Cara menggunakan amperemeter penjepit
Saat menggunakan amperemeter penjepit untuk mendeteksi arus, pastikan untuk menjepit kabel (kawat) yang diukur. Jika dua (kabel paralel) dijepit, arus tidak dapat dideteksi. Selain itu, ketika pusat (inti) penjepit ammeter digunakan untuk deteksi, kesalahan deteksi kecil.

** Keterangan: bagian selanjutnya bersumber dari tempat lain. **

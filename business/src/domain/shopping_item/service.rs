use async_trait::async_trait;
use uuid::Uuid;

use crate::domain::errors::RepositoryError;

use super::model::{NewShoppingItem, ShoppingItem};

/// Storage port owning the shopping cart contents.
///
/// Absence is a normal outcome here: lookups return `None` and removals
/// return `false` instead of failing. `Err` is reserved for the store
/// itself misbehaving, or for an insert whose id is already taken.
#[cfg_attr(test, mockall::automock)]
#[async_trait]
pub trait ShoppingCartService: Send + Sync {
    async fn get_all_items(&self) -> Result<Vec<ShoppingItem>, RepositoryError>;
    async fn get_item_by_id(&self, id: Uuid) -> Result<Option<ShoppingItem>, RepositoryError>;
    /// Stores the item, assigning an id when the caller did not supply one.
    async fn add_item(&self, item: NewShoppingItem) -> Result<ShoppingItem, RepositoryError>;
    async fn remove_item(&self, id: Uuid) -> Result<bool, RepositoryError>;
}
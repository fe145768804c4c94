use std::sync::Arc;

use rust_decimal::Decimal;
use uuid::Uuid;

use crate::domain::logger::{Logger, MockLogger};
use crate::domain::shopping_item::model::ShoppingItem;

pub(crate) fn mock_logger() -> Arc<dyn Logger> {
    let mut logger = MockLogger::new();
    logger.expect_info().returning(|_| ());
    logger.expect_warn().returning(|_| ());
    logger.expect_error().returning(|_| ());
    logger.expect_debug().returning(|_| ());
    Arc::new(logger)
}

pub(crate) fn stored_item(name: &str) -> ShoppingItem {
    ShoppingItem::from_repository(
        Uuid::new_v4(),
        name.to_string(),
        None,
        Decimal::new(250, 2),
    )
}
/// Logging port used by the use cases; adapters decide where messages go.
#[cfg_attr(test, mockall::automock)]
pub trait Logger: Send + Sync {
    fn info(&self, message: &str);
    fn warn(&self, message: &str);
    fn error(&self, message: &str);
    fn debug(&self, message: &str);
}
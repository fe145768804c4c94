use std::sync::Arc;

use async_trait::async_trait;

use crate::domain::logger::Logger;
use crate::domain::shopping_item::errors::ShoppingItemError;
use crate::domain::shopping_item::model::ShoppingItem;
use crate::domain::shopping_item::service::ShoppingCartService;
use crate::domain::shopping_item::use_cases::get_all::GetAllShoppingItemsUseCase;

pub struct GetAllShoppingItemsUseCaseImpl {
    pub service: Arc<dyn ShoppingCartService>,
    pub logger: Arc<dyn Logger>,
}

#[async_trait]
impl GetAllShoppingItemsUseCase for GetAllShoppingItemsUseCaseImpl {
    async fn execute(&self) -> Result<Vec<ShoppingItem>, ShoppingItemError> {
        self.logger.info("Getting all shopping items");
        let items = self.service.get_all_items().await.inspect_err(|err| {
            self.logger
                .error(&format!("Failed to list shopping items: {}", err));
        })?;
        self.logger
            .info(&format!("Retrieved {} shopping items", items.len()));
        Ok(items)
    }
}
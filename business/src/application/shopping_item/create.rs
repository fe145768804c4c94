use std::sync::Arc;

use async_trait::async_trait;

use crate::domain::logger::Logger;
use crate::domain::shopping_item::errors::ShoppingItemError;
use crate::domain::shopping_item::model::{RawField, ShoppingItem, ShoppingItemCandidate};
use crate::domain::shopping_item::service::ShoppingCartService;
use crate::domain::shopping_item::use_cases::create::CreateShoppingItemUseCase;

pub struct CreateShoppingItemUseCaseImpl {
    pub service: Arc<dyn ShoppingCartService>,
    pub logger: Arc<dyn Logger>,
}

#[async_trait]
impl CreateShoppingItemUseCase for CreateShoppingItemUseCaseImpl {
    async fn execute(
        &self,
        candidate: ShoppingItemCandidate,
    ) -> Result<ShoppingItem, ShoppingItemError> {
        self.logger.info(&format!(
            "Creating shopping item: {}",
            candidate
                .name
                .as_ref()
                .and_then(RawField::as_text)
                .unwrap_or("<unnamed>")
        ));

        let new_item = match candidate.validate() {
            Ok(new_item) => new_item,
            Err(ShoppingItemError::ValidationFailed(violations)) => {
                let fields: Vec<&str> = violations.iter().map(|v| v.field).collect();
                self.logger.warn(&format!(
                    "Rejected shopping item, invalid fields: {}",
                    fields.join(", ")
                ));
                return Err(ShoppingItemError::ValidationFailed(violations));
            }
            Err(other) => return Err(other),
        };

        let item = self
            .service
            .add_item(new_item)
            .await
            .map_err(ShoppingItemError::from_insert)?;

        self.logger
            .info(&format!("Shopping item created: {}", item.id));
        Ok(item)
    }
}
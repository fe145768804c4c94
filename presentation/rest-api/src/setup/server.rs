use poem::{EndpointExt, Route, Server as PoemServer, listener::TcpListener, middleware::Tracing};
use poem_openapi::OpenApiService;

use crate::{config::app_config::AppConfig, setup::dependency_injection::DependencyContainer};

pub struct Server;

impl Server {
    pub async fn run(config: AppConfig, container: DependencyContainer) -> anyhow::Result<()> {
        let addr = config.server.bind_address();
        let api_service = OpenApiService::new(
            (container.health_api, container.shopping_cart_api),
            "Shopping Cart API",
            env!("CARGO_PKG_VERSION"),
        )
        .server(format!("http://{}", addr));
        let ui = api_service.swagger_ui();
        let spec = api_service.spec_endpoint();
        let app = Route::new()
            .nest("/", api_service)
            .nest("/docs", ui)
            .nest("/openapi.json", spec)
            .with(config.cors)
            .with(Tracing);

        tracing::info!("Server running at http://{}", addr);
        tracing::info!("Swagger UI at http://{}/docs", addr);
        tracing::info!("OpenAPI JSON at http://{}/openapi.json", addr);
        PoemServer::new(TcpListener::bind(&addr)).run(app).await?;
        Ok(())
    }
}
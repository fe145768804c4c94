use poem_openapi::Tags;

#[derive(Debug, Tags)]
pub enum ApiTags {
    /// Service liveness
    Health,
    /// Shopping cart items
    ShoppingCart,
}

Saat memeriksa konsumsi daya peralatan rumah tangga, akan lebih mudah menggunakan pembagi saluran. Beberapa pembagi saluran dapat memperkuat arus pendeteksian sebanyak 10 kali, sehingga arus di bawah 1A dapat diperkuat sebelum pendeteksian. Gunakan DC clamp ammeter untuk mendeteksi arus DC (DCA), jika arus mengalir berlawanan arah maka akan muncul angka negatif. Fungsi ini dapat digunakan untuk mendeteksi apakah aki mobil dalam keadaan pengisian atau pemakaian.

Deteksi RMS sejati
Clamp ammeter dari mode nilai rata-rata mendeteksi nilai rata-rata gelombang sinus melalui deteksi AC, dan menampilkan nilai setelah amplifikasi 1,11 kali (gelombang sinus AC) sebagai nilai efektif. Itu juga ditampilkan setelah diperbesar 1,11 kali, sehingga akan ada kesalahan indikasi. Oleh karena itu, saat mendeteksi bentuk gelombang selain gelombang sinus dan gelombang bengkok, harap pilih ammeter penjepit yang dapat langsung menguji nilai RMS yang sebenarnya.

Deteksi kebocoran
Deteksi kebocoran berbeda dari deteksi arus biasa, dua (tipe kabel 2-fase tunggal) atau tiga (tipe kabel 3-fase tunggal, tipe kabel 3-fase tiga) harus dijepit. Itu juga dapat menjepit kabel arde untuk deteksi. Metode manajemen insulasi untuk mendeteksi arus bocor pada rangkaian tegangan rendah telah menjadi sarana penilaian utama. Sejak dikonfirmasi (revisi standar teknis peralatan listrik pada tahun 1997), telah digunakan di gedung-gedung dan Pabrik secara bertahap mengadopsi meteran penjepit arus bocor untuk mendeteksi.